Грейс по-прежнему была решительно настроена сохранять максимально позитивный подход. Конечно, ей пришлось снова надеть корсет, однако она не позволяла ему себя ограничивать. «Я работаю, играю и даже немного танцую, – говорила она. – Я езжу на автомобиле. Я даже плаваю – но я не могу оставаться в воде больше, чем две минуты подряд. Я не могу снимать корсет со своей спины на более долгое время».
Тем временем новая пациентка больницы в Орандже подобных развлечений была лишена. Она поступила к ним в инвалидной коляске. Ирен Корби Ла Порт, работавшая вместе с Грейс во время войны, теперь отправилась вслед за своими подругами в кабинет доктора Хамфриса.
Еще летом 1920 года она заметила, что с ней что-то не так. Со своим мужем Винсентом, с которым им не терпелось завести детей – к этому моменту Ирен перенесла уже три выкидыша, – она занималась любовью в домике в Шарк Ривер Хилс. Ощущения, однако, показались ей странными. У нее во влагалище была опухоль, которая помешала их занятию.
Винсент отвел ее к доктору Хамфрису, диагностировавшему саркому, которая тогда была размером с грецкий орех.
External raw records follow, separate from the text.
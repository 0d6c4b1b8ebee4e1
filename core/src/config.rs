//! Viewer configuration.
//!
//! An optional YAML file tunes the defaults of the viewer. Every field has a
//! default, so an empty document is a valid configuration.
//!
//! # Example YAML
//!
//! ```yaml
//! default_limit: 500
//! csv_delimiter: ";"
//! log_level: info
//! color: true
//! ```

use std::io::{BufReader, BufWriter};
use std::path::Path;

use serde::{Deserialize, Serialize};

use crate::error::Result;
use crate::query::RowLimit;

/// Tunable defaults for a viewer session.
///
/// # Examples
///
/// ```
/// # use sqlite_viewer_core::ViewerConfig;
/// let config: ViewerConfig = serde_yaml::from_str("default_limit: 250").unwrap();
/// assert_eq!(config.default_limit.get(), 250);
/// assert_eq!(config.csv_delimiter, ';');
/// ```
#[derive(Debug, Clone, PartialEq, Serialize, Deserialize)]
#[serde(default)]
pub struct ViewerConfig {
    /// Row limit applied to a freshly opened session.
    pub default_limit: RowLimit,
    /// Field delimiter for CSV export.
    pub csv_delimiter: char,
    /// Log filter used when `RUST_LOG` is not set.
    pub log_level: String,
    /// Colorize schema and SQL text in terminal output.
    pub color: bool,
}

impl Default for ViewerConfig {
    fn default() -> Self {
        Self {
            default_limit: RowLimit::default(),
            csv_delimiter: ';',
            log_level: "warn".to_string(),
            color: false,
        }
    }
}

impl ViewerConfig {
    /// Loads configuration from a YAML file.
    ///
    /// # Errors
    ///
    /// Returns [`IoError`](crate::CoreError::IoError) if the file cannot be
    /// read, or [`YamlError`](crate::CoreError::YamlError) if parsing fails.
    pub fn load(path: impl AsRef<Path>) -> Result<Self> {
        let file = std::fs::File::open(path)?;
        let reader = BufReader::new(file);
        let config = serde_yaml::from_reader(reader)?;
        Ok(config)
    }

    /// Saves the configuration as YAML.
    pub fn save(&self, path: impl AsRef<Path>) -> Result<()> {
        let file = std::fs::File::create(path)?;
        let writer = BufWriter::new(file);
        serde_yaml::to_writer(writer, self)?;
        Ok(())
    }
}
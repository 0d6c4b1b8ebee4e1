//! Error types for CSV export.

use thiserror::Error;

/// Errors that can occur while exporting or re-reading a grid.
#[derive(Debug, Error)]
pub enum ExportError {
    /// File I/O failure.
    #[error("I/O error: {0}")]
    IoError(#[from] std::io::Error),

    /// CSV encoding or decoding failure.
    #[error("CSV error: {0}")]
    CsvError(#[from] csv::Error),

    /// The delimiter is not a single ASCII character.
    #[error("invalid CSV delimiter '{0}': must be a single ASCII character")]
    InvalidDelimiter(char),

    /// The grid has no columns or no rows.
    #[error("no data to export")]
    NothingToExport,
}

/// Convenience alias for results with [`ExportError`].
pub type Result<T> = std::result::Result<T, ExportError>;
Несмотря на все старания врача, состояние Ирен быстро ухудшалось. «Вся ее нога начала быстро опухать, и ее парализовало, – вспоминала ее сестра. – С каждой минутой ей становилось хуже».
Ирен поместили в больницу, однако в марте 1931 года врачи сказали, что они мало чем могут ей помочь, кроме как попытаться облегчить ее боль. К этому времени область вокруг верхней части ее бедра увеличилась вчетверо – саркома неудержимо росла у нее внутри. Врач обнаружил, что «гинекологический осмотр был весьма затруднительным в связи с большой опухолью, которая блокировала доступ к ее гениталиям»; Ирен испытывала трудности с мочеиспусканием – боль была «ужасной».